Se Bad Santa pigia sul tasto del grottesco con uno profondo strato d’umanesimo a commuovere sinceramente, The Proposition (La proposta, John Hillcoat, 2005) è cinismo e disillusione allo stato puro. Un western crepuscolare, particolare perché diretto da un regista spesso sottovalutato (procurarsi Ghosts... of the Civil Dead per capire), scritto e musicato da Nick Cave (non c’è bisogno di aggiungere altro, se non che lo score è anche opera di Warren Ellis), ambientato in un contesto insolito come l’Australia di fine Ottocento e interpretato da un cast a cinque stelle.

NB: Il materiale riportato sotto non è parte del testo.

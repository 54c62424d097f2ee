//! Font stage behavior through the pipeline: inlining, fallback, preconnect,
//! escaping and repeated passes

mod common;

use common::{
    CountingResolver, FailingResolver, GOOGLE_INTER, GOOGLE_ROBOTO, TYPEKIT_KIT,
    document_with_links, font_link, html_escape_attr,
};
use kodegen_tools_postprocess::font_optimizer::{extract_font_candidates, inline_font_css};
use kodegen_tools_postprocess::postprocess::FONT_OPTIMIZER_STAGE;
use kodegen_tools_postprocess::{
    FontManifest, FontOptimizer, FontProvider, PostProcessError, PostProcessor,
    ProcessingOptions, RenderContext,
};

const PLACEHOLDER: &str = r#"<meta name="next-font-preconnect"/>"#;

fn fonts_on() -> ProcessingOptions {
    ProcessingOptions::new().optimize_fonts(true)
}

async fn optimize(markup: &str, context: &RenderContext) -> String {
    PostProcessor::with_default_stages()
        .run(markup.to_string(), context, &fonts_on())
        .await
        .expect("font pass should succeed")
}

#[tokio::test]
async fn roboto_scenario_with_custom_provider() {
    let url = "https://fonts.example.com/css?f=Roboto";
    let input = format!(
        r#"<head><link rel="stylesheet" data-href="{url}" nonce="abc"/>{PLACEHOLDER}</head>"#
    );

    let mut processor = PostProcessor::new();
    processor
        .register_gated(
            "fonts",
            FontOptimizer::with_providers(vec![FontProvider::new(
                "https://fonts.example.com",
                "https://fonts.example.com",
            )]),
            ProcessingOptions::fonts_enabled,
        )
        .unwrap();

    let mut manifest = FontManifest::new();
    manifest.insert(url, "@font-face{...}");
    let context = RenderContext::new().with_font_resolver(manifest);

    let out = processor.run(input, &context, &fonts_on()).await.unwrap();

    assert_eq!(
        out,
        format!(
            r#"<head><link rel="preconnect" href="https://fonts.example.com" crossorigin /><style data-href="{url}" nonce="abc">@font-face{{...}}</style></head>"#
        )
    );
}

#[tokio::test]
async fn resolved_font_is_inlined_and_link_removed() {
    let link = font_link(GOOGLE_INTER, Some("n0nce"));
    let input = document_with_links(&link);
    let context = RenderContext::new().with_font_resolver(CountingResolver::default());

    let out = optimize(&input, &context).await;

    let style = format!(
        r#"<style data-href="{GOOGLE_INTER}" nonce="n0nce">{}</style></head>"#,
        CountingResolver::css_for(GOOGLE_INTER)
    );
    assert!(out.contains(&style), "missing inlined style in {out}");
    assert!(!out.contains(&link), "original link kept in {out}");
    assert!(out.contains(r#"<link rel="preconnect" href="https://fonts.gstatic.com" crossorigin />"#));
    assert!(!out.contains(PLACEHOLDER));
}

#[tokio::test]
async fn unresolved_font_gets_fallback_link() {
    let link = font_link(GOOGLE_INTER, None);
    let input = document_with_links(&link);
    let context = RenderContext::new().with_font_resolver(|_: &str| -> Option<String> { None });

    let out = optimize(&input, &context).await;

    assert!(out.contains(&format!(
        r#"<link rel="stylesheet" href="{GOOGLE_INTER}"/></head>"#
    )));
    assert!(!out.contains(&format!(r#"<style data-href="{GOOGLE_INTER}""#)));
    // The data-href link stays; no provider was used so no preconnect
    assert!(out.contains(&link));
    assert!(!out.contains("rel=\"preconnect\""));
    assert!(!out.contains(PLACEHOLDER));
}

#[tokio::test]
async fn second_pass_changes_nothing() {
    let links = format!(
        "{}{}",
        font_link(GOOGLE_INTER, Some("abc")),
        font_link(TYPEKIT_KIT, None)
    );
    let input = document_with_links(&links);
    // Inter resolves, the Typekit kit does not
    let context = RenderContext::new().with_font_resolver(|url: &str| {
        (url == GOOGLE_INTER).then(|| "@font-face{font-family:Inter}".to_string())
    });

    let once = optimize(&input, &context).await;
    let twice = optimize(&once, &context).await;
    assert_eq!(once, twice);
}

#[tokio::test]
async fn repeated_mutate_skips_optimized_candidates() {
    let input = document_with_links(&font_link(GOOGLE_INTER, Some("abc")));
    let candidates = extract_font_candidates(
        &scraper::Html::parse_document(&input),
        FontOptimizer::new().providers(),
    );
    let resolver = CountingResolver::default();
    let providers = FontOptimizer::new().providers().to_vec();

    let once = inline_font_css(input, &candidates, &resolver, &providers)
        .await
        .unwrap();
    let twice = inline_font_css(once.clone(), &candidates, &resolver, &providers)
        .await
        .unwrap();

    assert_eq!(once, twice);
    assert_eq!(resolver.calls(), 1, "guard should skip the resolver");
}

#[tokio::test]
async fn preconnect_is_emitted_once_per_origin() {
    let links = format!(
        "{}{}{}",
        font_link(GOOGLE_INTER, None),
        font_link(GOOGLE_ROBOTO, None),
        font_link(TYPEKIT_KIT, None)
    );
    let context = RenderContext::new().with_font_resolver(CountingResolver::default());

    let out = optimize(&document_with_links(&links), &context).await;

    assert_eq!(out.matches(r#"href="https://fonts.gstatic.com""#).count(), 1);
    assert_eq!(out.matches(r#"href="https://use.typekit.net""#).count(), 1);
    assert_eq!(out.matches(r#"rel="preconnect""#).count(), 2);
    // First-encountered provider comes first
    let google = out.find("https://fonts.gstatic.com").unwrap();
    let typekit = out.find(r#"href="https://use.typekit.net""#).unwrap();
    assert!(google < typekit);
}

#[tokio::test]
async fn special_characters_do_not_over_match() {
    let target = "https://fonts.googleapis.com/css?family=Open+Sans:(400).x";
    // An unescaped pattern built from `target` would match this URL first
    let lookalike = "https://fonts.googleapis.com/cssfamily=OpennSans:400Ax";
    let links = format!("{}{}", font_link(lookalike, None), font_link(target, None));
    let context = RenderContext::new()
        .with_font_resolver(move |url: &str| (url == target).then(|| "css".to_string()));

    let out = optimize(&document_with_links(&links), &context).await;

    assert!(!out.contains(&font_link(target, None)), "target link kept: {out}");
    assert!(out.contains(&font_link(lookalike, None)), "lookalike removed: {out}");
    assert!(out.contains(&format!(r#"<style data-href="{target}">css</style>"#)));
}

#[tokio::test]
async fn ampersands_are_escaped_in_new_tags() {
    let link = font_link(GOOGLE_ROBOTO, None);
    let context = RenderContext::new().with_font_resolver(CountingResolver::default());

    let out = optimize(&document_with_links(&link), &context).await;

    let escaped = html_escape_attr(GOOGLE_ROBOTO);
    assert!(out.contains(&format!(r#"<style data-href="{escaped}">"#)));
    assert!(!out.contains(&link));
}

#[tokio::test]
async fn without_resolver_markup_is_untouched() {
    let input = document_with_links(&font_link(GOOGLE_INTER, None));
    let out = optimize(&input, &RenderContext::new()).await;
    assert_eq!(out, input);
}

#[tokio::test]
async fn resolver_with_no_candidates_clears_placeholder() {
    let input = document_with_links("");
    let context = RenderContext::new().with_font_resolver(CountingResolver::default());
    let out = optimize(&input, &context).await;
    assert_eq!(out, input.replace(PLACEHOLDER, ""));
}

#[tokio::test]
async fn only_first_placeholder_is_replaced() {
    let input = format!(
        "<html><head>{PLACEHOLDER}{}</head><body>{PLACEHOLDER}</body></html>",
        font_link(GOOGLE_INTER, None)
    );
    let context = RenderContext::new().with_font_resolver(CountingResolver::default());

    let out = optimize(&input, &context).await;

    assert_eq!(out.matches(PLACEHOLDER).count(), 1);
    assert!(out.starts_with(r#"<html><head><link rel="preconnect""#));
    assert!(out.ends_with(&format!("<body>{PLACEHOLDER}</body></html>")));
}

#[tokio::test]
async fn missing_head_leaves_links_alone() {
    let link = font_link(GOOGLE_INTER, None);
    let input = format!("<html><body>{link}</body></html>");
    let resolver = CountingResolver::default();
    let context = RenderContext::new().with_font_resolver(resolver.clone());

    let out = optimize(&input, &context).await;

    assert_eq!(out, input);
    assert_eq!(resolver.calls(), 0);
}

#[tokio::test]
async fn resolver_failure_fails_the_run() {
    let input = document_with_links(&font_link(GOOGLE_INTER, None));
    let context = RenderContext::new().with_font_resolver(FailingResolver);

    let err = PostProcessor::with_default_stages()
        .run(input, &context, &fonts_on())
        .await
        .unwrap_err();

    assert!(matches!(err, PostProcessError::Mutate { .. }));
    assert_eq!(err.stage(), Some(FONT_OPTIMIZER_STAGE));
    assert!(err.to_string().contains("Failed to resolve font CSS"), "{err}");
}

#[tokio::test]
async fn very_long_font_url_is_inlined() {
    let url = format!("https://fonts.googleapis.com/css2?family={}", "a&".repeat(50_000));
    assert!(url.len() > 100_000);
    let input = document_with_links(&font_link(&url, None));
    let context = RenderContext::new().with_font_resolver(CountingResolver::default());

    let out = optimize(&input, &context).await;

    assert!(!out.contains(&font_link(&url, None)));
    assert!(out.contains(&format!(
        r#"<style data-href="{}">{}</style></head>"#,
        html_escape_attr(&url),
        CountingResolver::css_for(&url)
    )));
}

#[tokio::test]
async fn fonts_and_images_together() {
    let input = format!(
        r#"<html><head>{PLACEHOLDER}{}</head><body><img src="/hero.jpg" width="800" height="400"></body></html>"#,
        font_link(GOOGLE_INTER, None)
    );
    let context = RenderContext::new().with_font_resolver(CountingResolver::default());
    let options = ProcessingOptions::new()
        .optimize_fonts(true)
        .optimize_images(true);

    let out = PostProcessor::with_default_stages()
        .run(input, &context, &options)
        .await
        .unwrap();

    let style_end = out.find("</style>").unwrap();
    let preload = out
        .find(r#"<link rel="preload" href="/hero.jpg" as="image"/>"#)
        .unwrap();
    let head_end = out.find("</head>").unwrap();
    assert!(style_end < preload && preload < head_end, "{out}");
}
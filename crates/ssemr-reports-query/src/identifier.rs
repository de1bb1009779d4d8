//! Trusted identifier validation
//!
//! Schema, table and column names cannot be bound as parameters, so they are
//! composed into query text. They only ever come from data definitions, and
//! are still checked against a strict identifier pattern first.

use crate::BindingError;
use once_cell::sync::Lazy;
use regex::Regex;

static IDENTIFIER: Lazy<Regex> = Lazy::new(|| {
    Regex::new(r"^[A-Za-z_][A-Za-z0-9_]*(\.[A-Za-z_][A-Za-z0-9_]*)?$").expect("valid identifier pattern")
});

/// Validate a bare or `schema.table` identifier
pub fn sql_identifier(identifier: &str) -> Result<&str, BindingError> {
    if IDENTIFIER.is_match(identifier) {
        Ok(identifier)
    } else {
        Err(BindingError::invalid_identifier(identifier))
    }
}

/// Join a schema and a table into a validated qualified name
pub fn qualified(schema: &str, table: &str) -> Result<String, BindingError> {
    let schema = sql_identifier(schema)?;
    let table = sql_identifier(table)?;
    if schema.contains('.') || table.contains('.') {
        return Err(BindingError::invalid_identifier(format!("{schema}.{table}")));
    }
    Ok(format!("{schema}.{table}"))
}
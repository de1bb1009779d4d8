//! Status of each person's most recent encounter

use super::{cohort_clause, datetime_at, person_at, Columns, PersonDataEvaluator};
use crate::error::{EvalError, EvalResult};
use crate::resolve::{current_row_per_person, EncounterRow};
use crate::{
    derive_status, CurrentRowQuery, DefinitionBody, DefinitionKind, EvaluatedPersonData, EvaluationContext,
    EvaluationService, PersonDataDefinition, QueryBuilderFactory, StatusFields,
};
use ssemr_reports_query::QueryBuilder;
use ssemr_reports_types::Value;
use tracing::debug;

const PERSON: &str = "person_id";
const EVENT_TIME: &str = "event_time";
const ROW_KEY: &str = "row_key";
const COLLECTED: &str = "collected";
const RESULT_DATE: &str = "result_date";
const CATEGORY: &str = "category";
const NUMERIC: &str = "numeric_value";

/// Evaluates `CurrentRow` definitions.
///
/// Selects every encounter on or before the end date, keeps the most recent
/// one per person, and derives the status from its fields.
#[derive(Debug, Clone)]
pub struct CurrentRowEvaluator {
    service: EvaluationService,
    factory: QueryBuilderFactory,
}

impl CurrentRowEvaluator {
    pub fn new(service: EvaluationService, factory: QueryBuilderFactory) -> Self {
        Self { service, factory }
    }

    /// Build the encounter query for a definition
    pub fn build_query(&self, query: &CurrentRowQuery, ctx: &EvaluationContext) -> EvalResult<QueryBuilder> {
        let f = &self.factory;
        let rules = &query.status;
        let optional = |column: Option<&String>| -> EvalResult<String> {
            match column {
                Some(c) => Ok(f.column(c)?.to_string()),
                None => Ok("NULL".to_string()),
            }
        };
        let (collected, result_date) = match &rules.pending {
            Some(p) => (optional(Some(&p.collected_column))?, optional(Some(&p.result_date_column))?),
            None => (optional(None)?, optional(None)?),
        };
        let time = f.column(&query.time_column)?;

        let mut builder = f.builder(ctx);
        builder.append(format!(
            "SELECT {person} AS {PERSON}, {time} AS {EVENT_TIME}, {row_key} AS {ROW_KEY}, \
             {collected} AS {COLLECTED}, {result_date} AS {RESULT_DATE}, \
             {category} AS {CATEGORY}, {numeric} AS {NUMERIC} \
             FROM {table} WHERE DATE({time}) <= :endDate",
            person = f.column(&query.person_column)?,
            row_key = f.column(&query.row_key_column)?,
            category = f.column(&rules.category_column)?,
            numeric = optional(rules.numeric_column.as_ref())?,
            table = f.table(&query.table)?,
        ));
        builder.append(cohort_clause(f, &query.person_column, ctx)?);
        Ok(builder)
    }
}

impl PersonDataEvaluator for CurrentRowEvaluator {
    fn name(&self) -> &'static str {
        "current-row"
    }

    fn supports(&self) -> &'static [DefinitionKind] {
        &[DefinitionKind::CurrentRow]
    }

    fn evaluate(
        &self,
        definition: &PersonDataDefinition,
        ctx: &EvaluationContext,
    ) -> EvalResult<EvaluatedPersonData> {
        let DefinitionBody::CurrentRow(query) = &definition.body else {
            return Err(EvalError::UnsupportedDefinition {
                evaluator: self.name(),
                kind: definition.kind(),
                definition: definition.id.clone(),
            });
        };

        let rows = self.service.evaluate_cohort_rows(&self.build_query(query, ctx)?)?;
        if rows.is_empty() {
            return Ok(EvaluatedPersonData::new(definition.id.clone(), ctx.period()));
        }
        let columns = Columns::new(&rows);
        let person = columns.index(PERSON)?;
        let time = columns.index(EVENT_TIME)?;
        let row_key = columns.index(ROW_KEY)?;
        let collected = columns.index(COLLECTED)?;
        let result_date = columns.index(RESULT_DATE)?;
        let category = columns.index(CATEGORY)?;
        let numeric = columns.index(NUMERIC)?;

        let mut encounters = Vec::with_capacity(rows.len());
        for row in rows.iter() {
            let row = columns.row(row)?;
            let encounter_person = person_at(row, person, PERSON)?;
            if !ctx.includes(encounter_person) {
                continue;
            }
            encounters.push(EncounterRow {
                person: encounter_person,
                time: datetime_at(row, time, EVENT_TIME)?,
                row_key: row[row_key].as_integer(),
                fields: StatusFields {
                    collected: row[collected].clone(),
                    result_date: row[result_date].clone(),
                    category: row[category].clone(),
                    numeric: row[numeric].clone(),
                },
            });
        }

        let encounter_count = encounters.len();
        let entries: Vec<(_, Value)> = current_row_per_person(encounters)
            .into_values()
            .map(|row| (row.person, derive_status(&query.status, &row.fields)))
            .collect();

        debug!(
            definition = %definition.id,
            encounters = encounter_count,
            persons = entries.len(),
            "resolved current rows"
        );
        Ok(EvaluatedPersonData::from_entries(definition.id.clone(), ctx.period(), entries))
    }
}
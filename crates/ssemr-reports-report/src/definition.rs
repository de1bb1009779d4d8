//! Report and dataset definitions

use indexmap::IndexMap;
use serde::{Deserialize, Serialize};
use ssemr_reports_eval::DefinitionId;

/// A report: named datasets evaluated together for one period
#[derive(Debug, Clone, PartialEq, Eq, Serialize, Deserialize)]
pub struct ReportDefinition {
    pub uuid: String,
    pub name: String,
    #[serde(default)]
    pub description: String,
    #[serde(default = "default_version")]
    pub version: String,
    #[serde(default)]
    pub parameters: Vec<ReportParameter>,
    /// Keyed by the name designs refer to (e.g. `ART_INITIATIONS`)
    pub datasets: IndexMap<String, DataSetDefinition>,
}

impl ReportDefinition {
    pub fn new(uuid: impl Into<String>, name: impl Into<String>) -> Self {
        Self {
            uuid: uuid.into(),
            name: name.into(),
            description: String::new(),
            version: default_version(),
            parameters: Vec::new(),
            datasets: IndexMap::new(),
        }
    }

    pub fn with_description(mut self, description: impl Into<String>) -> Self {
        self.description = description.into();
        self
    }

    pub fn with_version(mut self, version: impl Into<String>) -> Self {
        self.version = version.into();
        self
    }

    pub fn with_parameter(mut self, parameter: ReportParameter) -> Self {
        self.parameters.push(parameter);
        self
    }

    /// Add a dataset under `key`, replacing any dataset with the same key
    pub fn with_dataset(mut self, key: impl Into<String>, dataset: DataSetDefinition) -> Self {
        self.datasets.insert(key.into(), dataset);
        self
    }
}

fn default_version() -> String {
    "1.0-SNAPSHOT".to_string()
}

/// A parameter a report asks for at run time
#[derive(Debug, Clone, PartialEq, Eq, Serialize, Deserialize)]
pub struct ReportParameter {
    pub name: String,
    pub label: String,
    pub kind: ParameterKind,
}

impl ReportParameter {
    pub fn date(name: impl Into<String>, label: impl Into<String>) -> Self {
        Self {
            name: name.into(),
            label: label.into(),
            kind: ParameterKind::Date,
        }
    }
}

#[derive(Debug, Clone, Copy, PartialEq, Eq, Serialize, Deserialize)]
#[serde(rename_all = "snake_case")]
pub enum ParameterKind {
    Date,
    Integer,
    String,
    PersonSet,
}

/// How a dataset's rows are produced
#[derive(Debug, Clone, PartialEq, Eq, Serialize, Deserialize)]
#[serde(tag = "type", rename_all = "snake_case")]
pub enum DataSetDefinition {
    /// Trusted literal SQL; columns are whatever the query returns
    Sql { name: String, query: String },
    /// One row per person, one column per evaluated definition
    Person { name: String, columns: Vec<PersonColumn> },
}

impl DataSetDefinition {
    pub fn sql(name: impl Into<String>, query: impl Into<String>) -> Self {
        Self::Sql {
            name: name.into(),
            query: query.into(),
        }
    }

    pub fn person(name: impl Into<String>, columns: Vec<PersonColumn>) -> Self {
        Self::Person {
            name: name.into(),
            columns,
        }
    }

    pub fn name(&self) -> &str {
        match self {
            Self::Sql { name, .. } | Self::Person { name, .. } => name,
        }
    }
}

/// A person dataset column backed by a library definition
#[derive(Debug, Clone, PartialEq, Eq, Serialize, Deserialize)]
pub struct PersonColumn {
    pub label: String,
    pub definition: DefinitionId,
}

impl PersonColumn {
    pub fn new(label: impl Into<String>, definition: impl Into<DefinitionId>) -> Self {
        Self {
            label: label.into(),
            definition: definition.into(),
        }
    }
}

Danny Huston è Arthur Burns, lurido fuorilegge che fa banda con i fratelli Charlie (Guy Pearce) e Mikey (Richard Wilson). Stanley (magnifico Ray Winstone) è un capitano inglese che si è messo in testa di civilizzare a modo suo questa terra selvaggia e senza Dio. Dopo aver catturato Mikey e Charlie, porge a quest’ultimo una proposta: o gli porterà Arthur oppure il fratello minore Mikey sarà giustiziato. Cosa c’entra il Natale in tutta questa storia? Semplice, il tempo che Charlie ha a disposizione sono nove giorni. Proprio i nove giorni che precedono Natale. Anche se non sembra, perché il sole picchia duro, il deserto ha le sue trappole e si rimane incantanti a rimirare degli splendidi tramonti. Un western anomalo, affascinante proprio per le tematiche, le musiche, gli interpreti (da aggiungere una ammaliante Emily Watson e un bounty killer che risponde al volto folle di John Hurt), la violenza cruda ed esibita, la sensibilità per il tema eterno della cultura anglosassone mondo selvaggio/mondo civile, finalmente declinato senza ipocrisie. Uno dei migliori western degli ultimi anni, spettrale e malinconico, sporco quanto critico e romantico. Un punto di vista inedito e differente anche sul mondo aborigeno e la sua progressiva dipartita. Una ballata moderna ideale per trascorrere con sensibilità la vostra notte di vigilia.
Buon Natale figli di puttana.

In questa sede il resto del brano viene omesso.